Предприятие обращается в суд, временный администратор дает заключение, судья, кивая головой, выслушивает, и тут выходит представитель банка и заявляет, что финансовая организация против процедуры, ссылается на постановление Верховного суда, даже без конкретики – и суд отказывает предпринимателям.

Отдельный момент при рассмотрении дел о реабилитации – позиция уполномоченного органа, то есть департамента государственных доходов (ДГД, территориальные подразделения Комитета госдоходов Минфина. – «Курсив»). Представители ДГД почти всегда выступают против восстановления производства. Доводы разные и в большинстве своем юридически необоснованные, и все направлены в защиту кредиторов.

Вернемся к закону и постановлению. В них сказано, что предприятию нужно доказать неплатежеспособность и показать реальную возможность восстановления платежеспособности. О неплатежеспособности я уже говорил. Теперь вопрос: как может быть доказана реальная возможность? «Реальная» и «возможная» – несовместимые термины. Мало того, подобное определение противоречит сути закона. Меры могут сработать, а могут и нет. В первом случае предприятие восстанавливается, во втором – банкротится. Но как можно доказать реальную возможность восстановления!

Всякий раз, когда я получаю немотивированные и нелогичные отказы в судах, у меня создается впечатление, что это игра в одни ворота. Очень часто судьи задают вопрос: «Хорошо, допустим, я удовлетворю заявление, но как вы будете согласовывать план реабилитации, если основные кредиторы против?» То есть судьи подтверждают элементарное злоупотребление кредиторами правом. Почти всегда кредиторы откровенно саботируют реабилитацию и не согласовывают план действий. Никто не видит в этом прямое неисполнение судебного решения, и никто ни разу не привлек к ответственности какой-либо банк за это нарушение.

Что касается банкротства: к данной части закона есть претензии, но они незначительны, за исключением одной – закон не предусматривает ответственности за доведение до банкротства третьими лицами. В моей практике несколько раз были факты, когда банк по разным причинам недодавал заемщику денег, причем малую часть из большой суммы, но последнюю. Одно из таких предприятий, вложив в объект строительства все заемные средства и значительную часть собственных, так и не смогло запустить в коммерческую эксплуатацию построенный объект рыночной стоимостью около 6 млрд тенге: просто банк не провел последний транш в 84 млн. На строительство объекта было потрачено около 2 млрд заемных средств и столько же своих, но предприятие так и не начало работать. Банку при этом писались письма, давались пояснения, что без этих денег сорвется вся планируемая деятельность, но денег финансисты не дали.

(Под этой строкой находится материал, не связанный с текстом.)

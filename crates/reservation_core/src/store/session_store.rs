//! Session store: the current authenticated identity.
//!
//! # Responsibility
//! - Run login/signup/logout/profile-update transitions.
//! - Persist the identity record after every transition.
//!
//! # Invariants
//! - At most one identity is held at a time.
//! - Validation failures leave the current identity untouched.
//! - Identity is not live-synced from other contexts unless
//!   `follow_external_changes` is enabled.

use super::notify::{ChangeNotifier, ListenerId, StoreListener};
use crate::channel::{ChannelSubscription, RecordChannel};
use crate::config::SessionStoreConfig;
use crate::medium::lock;
use crate::model::identity::{
    display_name_from_email, IdentityRecord, ProfileUpdate, ValidationError,
};
use log::{debug, info};
use std::sync::{Arc, Mutex, Weak};

struct SessionInner {
    channel: RecordChannel,
    key: String,
    current: Mutex<Option<IdentityRecord>>,
    notifier: ChangeNotifier,
}

impl SessionInner {
    /// Sets the identity and persists it. Listeners are skipped when the
    /// store was already signed out and stays signed out.
    fn replace(&self, next: Option<IdentityRecord>) {
        let previous = std::mem::replace(&mut *lock(&self.current), next.clone());
        let unchanged = previous.is_none() && next.is_none();
        match next {
            Some(record) => self.channel.write(&self.key, &record),
            None => self.channel.clear(&self.key),
        }
        if !unchanged {
            self.notifier.notify();
        }
    }

    fn sync_from_storage(&self) -> bool {
        let fresh = self.channel.read::<IdentityRecord>(&self.key);
        let changed = {
            let mut current = lock(&self.current);
            if *current == fresh {
                false
            } else {
                *current = fresh;
                true
            }
        };
        debug!(
            "event=session_sync module=store status=ok key={} changed={}",
            self.key, changed
        );
        if changed {
            self.notifier.notify();
        }
        changed
    }
}

/// Owner of the current identity for one context.
pub struct SessionStore {
    inner: Arc<SessionInner>,
    _subscription: Option<ChannelSubscription>,
}

impl SessionStore {
    /// Creates a store over the default identity key.
    pub fn new(channel: RecordChannel) -> Self {
        Self::with_config(channel, SessionStoreConfig::default())
    }

    /// Creates a store seeded from the persisted identity, if readable.
    pub fn with_config(channel: RecordChannel, config: SessionStoreConfig) -> Self {
        let current = channel.read::<IdentityRecord>(&config.key);
        info!(
            "event=session_init module=store status=ok key={} authenticated={}",
            config.key,
            current.is_some()
        );

        let inner = Arc::new(SessionInner {
            channel,
            key: config.key,
            current: Mutex::new(current),
            notifier: ChangeNotifier::default(),
        });

        let subscription = config.follow_external_changes.then(|| {
            let weak: Weak<SessionInner> = Arc::downgrade(&inner);
            inner.channel.on_external_change(&inner.key, move || {
                if let Some(inner) = weak.upgrade() {
                    inner.sync_from_storage();
                }
            })
        });

        Self {
            inner,
            _subscription: subscription,
        }
    }

    /// Signs in with any non-empty credentials.
    ///
    /// The display name is derived from the email local part.
    ///
    /// # Errors
    /// - `ValidationError::MissingCredentials` when `email` or `password` is
    ///   empty.
    pub fn login(&self, email: &str, password: &str) -> Result<IdentityRecord, ValidationError> {
        if email.is_empty() || password.is_empty() {
            return Err(ValidationError::MissingCredentials);
        }

        let record = IdentityRecord::new(email, display_name_from_email(email));
        self.inner.replace(Some(record.clone()));
        info!(
            "event=session_login module=store status=ok user_id={}",
            record.id
        );
        Ok(record)
    }

    /// Creates a new identity with an explicit display name.
    ///
    /// # Errors
    /// - `ValidationError::MissingSignupFields` when any argument is empty.
    pub fn signup(
        &self,
        email: &str,
        password: &str,
        name: &str,
    ) -> Result<IdentityRecord, ValidationError> {
        if email.is_empty() || password.is_empty() || name.is_empty() {
            return Err(ValidationError::MissingSignupFields);
        }

        let record = IdentityRecord::new(email, name);
        self.inner.replace(Some(record.clone()));
        info!(
            "event=session_signup module=store status=ok user_id={}",
            record.id
        );
        Ok(record)
    }

    /// Drops the current identity and its record. Idempotent.
    pub fn logout(&self) {
        self.inner.replace(None);
        info!("event=session_logout module=store status=ok");
    }

    /// Merges `update` into the current identity; no-op when signed out.
    pub fn update_profile(&self, update: ProfileUpdate) -> Option<IdentityRecord> {
        let updated = {
            let mut current = lock(&self.inner.current);
            let record = current.as_mut()?;
            record.apply(update);
            record.clone()
        };

        self.inner.channel.write(&self.inner.key, &updated);
        self.inner.notifier.notify();
        info!(
            "event=session_update module=store status=ok user_id={}",
            updated.id
        );
        Some(updated)
    }

    pub fn is_authenticated(&self) -> bool {
        lock(&self.inner.current).is_some()
    }

    /// Returns a copy of the current identity.
    pub fn current_user(&self) -> Option<IdentityRecord> {
        lock(&self.inner.current).clone()
    }

    /// Replaces the in-memory identity with the persisted one.
    ///
    /// Returns whether the identity changed.
    pub fn sync_from_storage(&self) -> bool {
        self.inner.sync_from_storage()
    }

    pub fn on_change(&self, listener: StoreListener) -> ListenerId {
        self.inner.notifier.add(listener)
    }

    pub fn remove_listener(&self, id: ListenerId) -> bool {
        self.inner.notifier.remove(id)
    }

    /// Number of state changes observed so far.
    pub fn revision(&self) -> u64 {
        self.inner.notifier.revision()
    }
}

В итоге просрочка, требование о досрочном погашении суммы займа целиком, судебное решение о взыскании, арест всех счетов. Предприниматель настаивал на реабилитации. Нам отказали, так как, по мнению суда, компания не доказала свою неплатежеспособность. Почему банкиры недодали денег на последнем этапе? Все просто: сумма зай­ма – 2 млрд тенге, рыночная стоимость объекта – 6 млрд, но банк оценивает его в 4 млрд. Неизвестно, по какой цене уйдет это предприятие с торгов, но здесь можно предположить и рейдерский захват, и теневой доход сотрудников финансовой организации.

Резюмируя вышесказанное, считаю, что нашей стране нужны два совершенно новых раздельных закона: один – о реабилитации, а второй – о банкротстве. Они будут пересекаться между собой, но не должны существовать как единое целое. А пока есть существующий, это идеальная площадка для рейдерства и коррупции.